▶ **Assignment**
Among the lines below, take the one holding "const TC_IDR: *mut", the one holding "const WDT_MR_DEFAULT_VALUES: u32", and all lines between them. Set them down exactly.

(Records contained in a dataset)
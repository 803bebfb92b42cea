//! # SAMV71 Board Port
//!
//! ```text
//!  MCK ──► /8 ──► TC0 channel 0 (waveform, UP_RC) ──► RC compare ──► IRQ 23
//!                     counter: 0 ..= RC, then back to 0
//! ```
//!
//! The counter clears itself on RC compare, so one reload period is exactly
//! `RC + 1` ticks and `counter()` always lies in `0..ticks_per_reload()`.
//! The reload handler must call [`Tc0Clock::acknowledge`] (reading TC_SR
//! clears the compare flag) before bumping the
//! [`ReloadCounter`](crate::clock::ReloadCounter).

use cortex_m::interrupt::InterruptNumber;
use cortex_m::peripheral::{NVIC, SCB};

use crate::arch::cortex_m7;
use crate::config::{
    CLOCK_PRESCALER, TICKS_PER_RELOAD, WATCHDOG_CONTROL_ADDRESS, WATCHDOG_RESTART_KEY,
};
use crate::hal::{
    HardwareClock, InterruptController, ResetController, ResetReason, WatchdogTimer,
};

// ---------------------------------------------------------------------------
// Register map
// ---------------------------------------------------------------------------

/// PMC peripheral clock enable register 0.
const PMC_PCER0: *mut u32 = 0x400E_0610 as *mut u32;

const TC0_BASE: usize = 0x4000_C000;
const TC_CCR: *mut u32 = TC0_BASE as *mut u32;
const TC_CMR: *mut u32 = (TC0_BASE + 0x04) as *mut u32;
const TC_CV: *const u32 = (TC0_BASE + 0x10) as *const u32;
const TC_RC: *mut u32 = (TC0_BASE + 0x1C) as *mut u32;
const TC_SR: *const u32 = (TC0_BASE + 0x20) as *const u32;
const TC_IER: *mut u32 = (TC0_BASE + 0x24) as *mut u32;
const TC_IDR: *mut u32 = (TC0_BASE + 0x28) as *mut u32;

const TC_CCR_CLKEN: u32 = 1 << 0;
const TC_CCR_CLKDIS: u32 = 1 << 1;
const TC_CCR_SWTRG: u32 = 1 << 2;
/// TIMER_CLOCK2: MCK / 8.
const TC_CMR_TCCLKS_MCK_DIV_8: u32 = 1;
const TC_CMR_WAVSEL_UP_RC: u32 = 2 << 13;
const TC_CMR_WAVE: u32 = 1 << 15;
const TC_INT_CPCS: u32 = 1 << 4;

const RSTC_CR: *mut u32 = 0x400E_1800 as *mut u32;
const RSTC_SR: *const u32 = 0x400E_1804 as *const u32;
/// KEY = 0xA5, PROCRST, EXTRST.
const RSTC_CR_RESET_ALL: u32 = 0xA500_0000 | (1 << 0) | (1 << 3);

const WDT_CR: *mut u32 = WATCHDOG_CONTROL_ADDRESS as *mut u32;
const WDT_MR: *mut u32 = (WATCHDOG_CONTROL_ADDRESS + 0x04) as *mut u32;
const WDT_MR_WDDIS: u32 = 1 << 15;
/// Counter and delta at their maximum, as after reset.
const WDT_MR_DEFAULT_VALUES: u32 = 0x0FFF | (0x0FFF << 16);

/// Peripheral id and NVIC line of TC0 channel 0.
pub const TC0_CHANNEL0_IRQ: u16 = 23;

#[derive(Debug, Clone, Copy)]
struct Tc0Channel0;

// SAFETY: 23 is a valid SAMV71 interrupt line.
unsafe impl InterruptNumber for Tc0Channel0 {
    fn number(self) -> u16 {
        TC0_CHANNEL0_IRQ
    }
}

// ---------------------------------------------------------------------------
// Time base
// ---------------------------------------------------------------------------

/// TC0 channel 0 as the free-running counter behind the monotonic clock.
pub struct Tc0Clock {
    mck_hz: u64,
}

impl Tc0Clock {
    /// `mck_hz` is the master clock feeding the timer counter block.
    ///
    /// # Safety
    /// The caller hands TC0 channel 0 over to this driver exclusively.
    pub const unsafe fn new(mck_hz: u64) -> Self {
        Self { mck_hz }
    }

    /// Clear the pending compare flag. Call at the top of the reload handler.
    #[inline]
    pub fn acknowledge() {
        // SAFETY: reading TC_SR only clears status flags.
        unsafe {
            let _ = core::ptr::read_volatile(TC_SR);
        }
    }
}

impl HardwareClock for Tc0Clock {
    fn start(&mut self) {
        // SAFETY: exclusive owner of TC0 channel 0 per `new`.
        unsafe {
            core::ptr::write_volatile(PMC_PCER0, 1 << TC0_CHANNEL0_IRQ);
            core::ptr::write_volatile(TC_CCR, TC_CCR_CLKDIS);
            core::ptr::write_volatile(TC_IDR, u32::MAX);
            let _ = core::ptr::read_volatile(TC_SR);
            core::ptr::write_volatile(
                TC_CMR,
                TC_CMR_TCCLKS_MCK_DIV_8 | TC_CMR_WAVE | TC_CMR_WAVSEL_UP_RC,
            );
            core::ptr::write_volatile(TC_RC, TICKS_PER_RELOAD - 1);
            core::ptr::write_volatile(TC_IER, TC_INT_CPCS);
            core::ptr::write_volatile(TC_CCR, TC_CCR_CLKEN | TC_CCR_SWTRG);
        }
    }

    fn counter(&self) -> u32 {
        // SAFETY: read-only counter value register.
        unsafe { core::ptr::read_volatile(TC_CV) & 0xFFFF }
    }

    fn ticks_per_reload(&self) -> u32 {
        TICKS_PER_RELOAD
    }

    fn source_frequency_hz(&self) -> u64 {
        self.mck_hz
    }

    fn prescaler(&self) -> u32 {
        CLOCK_PRESCALER
    }
}

// ---------------------------------------------------------------------------
// Interrupts, watchdog, reset
// ---------------------------------------------------------------------------

/// NVIC and SCB access for the runtime.
pub struct Samv71Interrupts {
    scb: SCB,
}

impl Samv71Interrupts {
    pub fn new(_nvic: NVIC, scb: SCB) -> Self {
        Self { scb }
    }
}

impl InterruptController for Samv71Interrupts {
    fn enable_reload_interrupt(&mut self) {
        NVIC::unpend(Tc0Channel0);
        // SAFETY: the handler for line 23 only touches the reload counter.
        unsafe { NVIC::unmask(Tc0Channel0) };
    }

    fn enable_fault_traps(&mut self) {
        cortex_m7::enable_fault_traps(&mut self.scb);
    }
}

/// The SAMV71 WDT.
pub struct Samv71Watchdog;

impl WatchdogTimer for Samv71Watchdog {
    fn disable(&mut self) {
        // WDT_MR is write-once after reset; this write locks it disabled.
        // SAFETY: write to the watchdog mode register.
        unsafe { core::ptr::write_volatile(WDT_MR, WDT_MR_DEFAULT_VALUES | WDT_MR_WDDIS) };
    }

    fn restart(&mut self) {
        // SAFETY: keyed restart command.
        unsafe { core::ptr::write_volatile(WDT_CR, WATCHDOG_RESTART_KEY) };
    }
}

/// The SAMV71 reset controller.
pub struct Samv71Reset;

impl ResetController for Samv71Reset {
    fn reset_reason(&self) -> ResetReason {
        // SAFETY: read-only status register.
        let sr = unsafe { core::ptr::read_volatile(RSTC_SR) };
        match (sr >> 8) & 0b111 {
            0 => ResetReason::Powerup,
            1 => ResetReason::Backup,
            2 => ResetReason::Watchdog,
            3 => ResetReason::Software,
            4 => ResetReason::User,
            _ => ResetReason::Unknown,
        }
    }

    fn reset_system(&mut self) -> ! {
        cortex_m::asm::dsb();
        // SAFETY: keyed reset request.
        unsafe { core::ptr::write_volatile(RSTC_CR, RSTC_CR_RESET_ALL) };
        loop {
            cortex_m::asm::nop();
        }
    }
}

▶ **Written answer**
const TC_IDR: *mut u32 = (TC0_BASE + 0x28) as *mut u32;

const TC_CCR_CLKEN: u32 = 1 << 0;
const TC_CCR_CLKDIS: u32 = 1 << 1;
const TC_CCR_SWTRG: u32 = 1 << 2;
/// TIMER_CLOCK2: MCK / 8.
const TC_CMR_TCCLKS_MCK_DIV_8: u32 = 1;
const TC_CMR_WAVSEL_UP_RC: u32 = 2 << 13;
const TC_CMR_WAVE: u32 = 1 << 15;
const TC_INT_CPCS: u32 = 1 << 4;

const RSTC_CR: *mut u32 = 0x400E_1800 as *mut u32;
const RSTC_SR: *const u32 = 0x400E_1804 as *const u32;
/// KEY = 0xA5, PROCRST, EXTRST.
const RSTC_CR_RESET_ALL: u32 = 0xA500_0000 | (1 << 0) | (1 << 3);

const WDT_CR: *mut u32 = WATCHDOG_CONTROL_ADDRESS as *mut u32;
const WDT_MR: *mut u32 = (WATCHDOG_CONTROL_ADDRESS + 0x04) as *mut u32;
const WDT_MR_WDDIS: u32 = 1 << 15;
/// Counter and delta at their maximum, as after reset.
const WDT_MR_DEFAULT_VALUES: u32 = 0x0FFF | (0x0FFF << 16);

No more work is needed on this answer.